In 2025-26, nearly one in five Colorado public school students attends a school without a racial or ethnic majority. Importantly, charter school students are 1.3 times more likely to attend a school with no racial majority group than students attending non-charter public schools. In Denver Public Schools, charter students are nearly twice as likely to attend a school with no majority group: 31% compared to 16% for non-charter students.

These trends complicate simplistic (and reductive) narratives surrounding school choice and integration, as critics often continue framing charter schools primarily as drivers of racial segregation. The more important point is this: the distinction between “traditional public school families” and “school choice families” is steadily disappearing.

Open enrollment, innovation schools, specialized options, online supports, and charter schools have collectively reshaped how Colorado families interact with public education. Whether policymakers fully acknowledge it or not, the neighborhood-school-only model no longer describes how a significant portion of families experience the system.

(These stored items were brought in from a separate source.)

//! Store-backed mutual exclusion for cache rebuilds
//!
//! A lock is a key (`lock:<entity>:<id>`) written with `SET NX EX`. Whoever
//! wrote it holds it. The safety TTL releases locks whose holder crashed.

use std::future::Future;
use std::sync::Arc;
use std::time::Duration;

use common_redis::{Client as RedisClient, CustomRedisError};
use tracing::{debug, warn};
use uuid::Uuid;

use crate::codec::ttl_secs;

#[derive(Clone)]
pub struct DistributedLock {
    redis: Arc<dyn RedisClient + Send + Sync>,
    ttl: Duration,
}

impl DistributedLock {
    pub fn new(redis: Arc<dyn RedisClient + Send + Sync>, ttl: Duration) -> Self {
        Self { redis, ttl }
    }

    /// Single non-blocking acquisition attempt.
    ///
    /// Returns `Ok(None)` when someone else holds the lock. Contention is not
    /// an error; callers decide whether to back off and retry.
    pub async fn try_acquire(
        &self,
        key: impl Into<String>,
    ) -> Result<Option<LockGuard>, CustomRedisError> {
        let key = key.into();
        let token = Uuid::now_v7().to_string().into_bytes();

        let acquired = self
            .redis
            .set_nx_ex(key.clone(), token.clone(), ttl_secs(self.ttl))
            .await?;

        if !acquired {
            debug!(lock = %key, "lock held elsewhere");
            return Ok(None);
        }

        debug!(lock = %key, "lock acquired");
        Ok(Some(LockGuard {
            redis: self.redis.clone(),
            key,
            token,
            released: false,
        }))
    }
}

/// A held lock.
///
/// Release it with [`LockGuard::release`] or scope work with
/// [`LockGuard::run_then_release`]. A guard dropped while still held (panic,
/// cancelled future) schedules the release on the current tokio runtime.
#[must_use = "dropping a LockGuard releases the lock in the background"]
pub struct LockGuard {
    redis: Arc<dyn RedisClient + Send + Sync>,
    key: String,
    token: Vec<u8>,
    released: bool,
}

impl LockGuard {
    /// Release the lock if this guard still owns it.
    ///
    /// Returns `Ok(false)` when the lock had already expired, possibly
    /// re-acquired by someone else, in which case nothing is deleted.
    pub async fn release(mut self) -> Result<bool, CustomRedisError> {
        self.released = true;
        let key = std::mem::take(&mut self.key);
        let token = std::mem::take(&mut self.token);

        let owned = self.redis.del_if_eq(key.clone(), token).await?;
        if owned {
            debug!(lock = %key, "lock released");
        } else {
            warn!(lock = %key, "lock expired before release; rebuild outlived the lock TTL");
        }
        Ok(owned)
    }

    /// Await `work`, then release the lock regardless of what `work` yielded.
    ///
    /// Release failures are logged and otherwise ignored: the lock TTL
    /// bounds how long a failed release can block other rebuilds.
    pub async fn run_then_release<T, Fut>(self, work: Fut) -> T
    where
        Fut: Future<Output = T>,
    {
        let output = work.await;
        let key = self.key.clone();
        if let Err(e) = self.release().await {
            warn!(lock = %key, error = %e, "failed to release lock; it will expire on its own");
        }
        output
    }
}

impl Drop for LockGuard {
    fn drop(&mut self) {
        if self.released {
            return;
        }

        let redis = self.redis.clone();
        let key = std::mem::take(&mut self.key);
        let token = std::mem::take(&mut self.token);

        match tokio::runtime::Handle::try_current() {
            Ok(handle) => {
                handle.spawn(async move {
                    if let Err(e) = redis.del_if_eq(key.clone(), token).await {
                        warn!(lock = %key, error = %e, "background lock release failed");
                    }
                });
            }
            Err(_) => {
                warn!(lock = %key, "lock guard dropped outside a runtime; lock will expire on its own");
            }
        }
    }
}

#[cfg(test)]
mod tests {
    use super::*;
    use common_redis::MockRedisClient;

    fn setup_lock(redis: &MockRedisClient) -> DistributedLock {
        DistributedLock::new(Arc::new(redis.clone()), Duration::from_secs(10))
    }

    #[tokio::test]
    async fn test_second_acquire_fails_while_held() {
        let redis = MockRedisClient::new();
        let lock = setup_lock(&redis);

        let guard = lock.try_acquire("lock:shop:1").await.unwrap();
        assert!(guard.is_some());
        assert!(lock.try_acquire("lock:shop:1").await.unwrap().is_none());

        // other keys are independent
        let other = lock.try_acquire("lock:shop:2").await.unwrap();
        assert!(other.is_some());

        assert!(guard.unwrap().release().await.unwrap());
        assert!(lock.try_acquire("lock:shop:1").await.unwrap().is_some());
        other.unwrap().release().await.unwrap();
    }

    #[tokio::test]
    async fn test_lock_is_written_with_safety_ttl() {
        let redis = MockRedisClient::new();
        let lock = setup_lock(&redis);

        let guard = lock.try_acquire("lock:shop:1").await.unwrap().unwrap();

        let calls = redis.calls_for("set_nx_ex");
        assert_eq!(calls.len(), 1);
        assert_eq!(calls[0].key, "lock:shop:1");
        assert!(matches!(
            calls[0].value,
            common_redis::MockRedisValue::BytesWithTTL(_, 10)
        ));
        guard.release().await.unwrap();
    }

    #[tokio::test(start_paused = true)]
    async fn test_expired_lock_release_does_not_remove_new_holder() {
        let redis = MockRedisClient::new();
        let lock = setup_lock(&redis);

        let stale = lock.try_acquire("lock:shop:1").await.unwrap().unwrap();
        tokio::time::advance(Duration::from_secs(11)).await;

        let fresh = lock.try_acquire("lock:shop:1").await.unwrap().unwrap();
        assert!(!stale.release().await.unwrap());
        assert!(redis.peek("lock:shop:1").is_some());

        assert!(fresh.release().await.unwrap());
        assert!(redis.peek("lock:shop:1").is_none());
    }

    #[tokio::test]
    async fn test_run_then_release_releases_after_error() {
        let redis = MockRedisClient::new();
        let lock = setup_lock(&redis);

        let guard = lock.try_acquire("lock:shop:1").await.unwrap().unwrap();
        let result: Result<(), String> = guard
            .run_then_release(async { Err("loader exploded".to_string()) })
            .await;

        assert!(result.is_err());
        assert!(redis.peek("lock:shop:1").is_none());
    }

    #[tokio::test]
    async fn test_dropped_guard_releases_in_background() {
        let redis = MockRedisClient::new();
        let lock = setup_lock(&redis);

        let guard = lock.try_acquire("lock:shop:1").await.unwrap().unwrap();
        drop(guard);

        // let the spawned release run
        for _ in 0..10 {
            if redis.peek("lock:shop:1").is_none() {
                break;
            }
            tokio::task::yield_now().await;
        }
        assert!(redis.peek("lock:shop:1").is_none());
    }

    #[tokio::test]
    async fn test_release_failure_is_not_fatal_to_scoped_work() {
        let redis = MockRedisClient::new();
        let lock = setup_lock(&redis);

        let guard = lock.try_acquire("lock:shop:1").await.unwrap().unwrap();
        redis.fail_op("del_if_eq", CustomRedisError::Timeout);

        let value = guard.run_then_release(async { 7 }).await;
        assert_eq!(value, 7);
        assert!(redis.peek("lock:shop:1").is_some());
    }
}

That does not mean equity concerns should be dismissed. Colorado still faces major challenges related to transportation access, housing and zoning segregation, and uneven educational outcomes. School choice alone does not solve those problems. But productive policy conversations require accurately describing the system that currently exists — not the system people may have imagined twenty-five years ago.

Colorado’s enrollment and demographic trends increasingly point toward a more complicated reality: school choice is no longer peripheral to public education in Colorado. It is central to how many families experience it. And in the largest school district in our state, with robust school choice mechanisms, charter school students are significantly more likely to attend an integrated public school.